Petroleum Hydrocarbons (PHCs)
“With the overwhelming number of potential unique markers present in oil and refined products, in depth knowledge of these components allows the trained environmental forensics expert to distinguish between even very similar sources.”Court Sandau
Petroleum Hydrocarbons (PHCs) is the name given to a very broad range of chemicals that comprise oil and products refined from oil, such as gasoline and diesel. This mixture of chemicals can also be described by common chemical characteristics such as boiling point ranges or size of the molecules. These characteristics are very important for determining the value of a crude oil. For example, a light crude contains mainly small, valuable chemicals, whereas a heavy bitumen contains mainly larger, less valuable chemicals, which must be refined more thoroughly to add value.

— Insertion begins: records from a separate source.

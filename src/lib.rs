//! # reqkit - fluent assembly of HTTP requests
//!
//! reqkit builds outgoing HTTP requests for client SDKs: it joins an endpoint
//! with path segments and escaped path parameters, accumulates headers and
//! query parameters, and turns JSON values, text, streams or form fields into
//! a wire body. The finished [`Request`] is handed to an HTTP client such as
//! `reqwest`, which owns transport, TLS and retries.
//!
//! ## Quick Start
//!
//! ```
//! use reqkit::RequestBuilder;
//! use serde::Serialize;
//!
//! #[derive(Serialize)]
//! struct Message {
//!     text: String,
//! }
//!
//! # fn main() -> Result<(), reqkit::Error> {
//! let mut builder = RequestBuilder::new("POST");
//! builder
//!     .construct_http_url(
//!         "https://api.example.com/assistant/api",
//!         &["v1/workspaces", "message"],
//!         &["workspace-id"],
//!     )?
//!     .add_header("Content-Type", "application/json")
//!     .add_query("version", "2018-09-22")
//!     .set_body_content_json(&Message { text: "hello".to_string() })?;
//!
//! let request = builder.build()?;
//! assert_eq!(
//!     request.url().as_str(),
//!     "https://api.example.com/assistant/api/v1/workspaces/workspace-id/message?version=2018-09-22"
//! );
//!
//! // Hand it to a transport:
//! // let response = request.send(&reqwest::blocking::Client::new())?;
//! # Ok(())
//! # }
//! ```
//!
//! ## Bodies
//!
//! Exactly one payload is active at a time; the most recent setter wins.
//!
//! - [`RequestBuilder::set_body_content_json`] - any `Serialize` value as one JSON line
//! - [`RequestBuilder::set_body_content_string`] - text, verbatim
//! - [`RequestBuilder::set_body_stream`] - any reader, pulled lazily by the transport
//! - [`RequestBuilder::set_body_content`] - three [`Content`] slots with fixed precedence
//! - [`RequestBuilder::add_form_data`] - multipart fields, or a urlencoded body when the
//!   declared content type is [`FORM_URL_ENCODED_HEADER`]
//!
//! ```
//! use reqkit::{Content, RequestBuilder, FORM_URL_ENCODED_HEADER};
//! use std::io::Cursor;
//!
//! # fn main() -> Result<(), reqkit::Error> {
//! let mut upload = RequestBuilder::new("POST");
//! upload
//!     .construct_http_url::<&str, &str>("https://api.example.com/upload", &[], &[])?
//!     .add_form_data("metadata", "meta.json", "application/json", Content::json(&[1, 2, 3])?)
//!     .add_form_data("file", "data.bin", "", Content::stream(Cursor::new(vec![0u8; 16])))
//!     .add_form_data("comment", "", "", "plain field");
//! let request = upload.build()?;
//! assert!(request.header("content-type").unwrap().starts_with("multipart/form-data"));
//!
//! let mut token = RequestBuilder::new("POST");
//! token
//!     .construct_http_url::<&str, &str>("https://iam.example.com/token", &[], &[])?
//!     .add_header("Content-Type", FORM_URL_ENCODED_HEADER)
//!     .add_form_data("grant_type", "", "", "apikey")
//!     .add_form_data("apikey", "", "", "secret");
//! let body = token.build()?.into_body().unwrap().into_bytes()?;
//! assert_eq!(body, b"grant_type=apikey&apikey=secret");
//! # Ok(())
//! # }
//! ```
//!
//! ## Logging
//!
//! URL construction, body selection and builds are reported through
//! `tracing`. Install a subscriber to see them.

mod body;
mod builder;
mod content;
mod error;
pub mod multipart;
mod request;

pub use body::Body;
pub use builder::{Params, RequestBuilder, CONTENT_TYPE, FORM_URL_ENCODED_HEADER, JSON_CONTENT_TYPE};
pub use content::Content;
pub use error::{Error, Result};
pub use multipart::{FormPart, DEFAULT_FILE_CONTENT_TYPE};
pub use request::Request;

The chemical characteristics of PHCs are also important when assessing potential impacts of spilled material. However, this poses a problem, as it is simply not practical to measure each and every chemical associated with PHCs.
Certain groups of chemicals within PHCs present specific toxicological hazards, for example benzene and toluene, and the polycyclic aromatic hydrocarbons (PAHs), and these chemicals are individually measured in a PHC mixture.
The remaining PHCs are often grouped together with a specific health guideline for the group or groups. The nature of how this is carried out is not globally unified, and the details can be rather complicated. Measurement methods vary between countries, between provinces and states within a country, and even tailored for a specific location, depending on the nature of the PHCs.
The simplest method is called total petroleum hydrocarbons (TPH), which is an estimated value for the total of PHCs. However, TPH does not recognize the range of toxicity within PHCs.
In Canada, most provinces apply the guidance from the Canadian Council of Ministers of the Environment (CCME) for PHCs. The CCME method recognizes that the range of PHCs presents a scale of toxicological hazards; the lighter PHCs present a higher hazard than the heavier PHCs. Thus, the CCME guidance for PHCs splits the analysis of PHCs into 4 fractions, generally based on molecular size. Each fraction has a specific guideline for toxicological hazards, so that overall the method can account for the different hazards associated with, for example, a light crude oil and a heavy bitumen oil.
In the US, TPHs are often separated into specific classes such as gasoline range organics or diesel range organics. As with the Canadian method, this attempts to account for the different hazards associated with different types of PHC product. However, some US states require the separation of different classes of chemicals called aliphatics and aromatics.
PHCs also act like a fingerprint of the oil product and are commonly used in environmental forensics investigations. Specific groups of chemicals can be used to provide a forensic determination of where a spill may have originated, the age of the spill and ultimately linking the spill to a responsible party. The ‘fingerprint’ of PHCs is comprised of a number of highly specific characteristics, these are produced by the following range of mechanisms:
- The nature of the living material that originally died and decayed, millennia ago,
- The geological mechanisms of heat, pressure and chemical catalysis that converted the organic material to produce oil,
- Upgrading and refining of oil,
- Environmental weathering, such as evaporation and microbiological alteration.
Different types of hydrocarbon sources can be identified by examining the general composition of the PHCs. At its simplest level this can be done by analyzing the GC chromatogram, or extracted ion chromatograms and comparing this to examples of different product types. We have used this type of analysis to distinguish many different types of impacts, such as gasoline and diesel components of a mixed impacted site as part of a source allocation project.
A more thorough and more precise analysis can be completed when analyzing specific groups of chemicals within the PHCs. Many of these are called biomarkers. These are chemicals that retain some general structure from the biology. Comprehensive analysis of biomarkers presents a key method of determining the origin of a spill or to characterize oil products. Other important chemical groups such as PAHs and naphthenic acids can also help distinguish very similar oil products. With the overwhelming number of potential unique markers present in oil and refined products, in depth knowledge of these components allows the trained environmental forensics expert to distinguish between even very similar sources.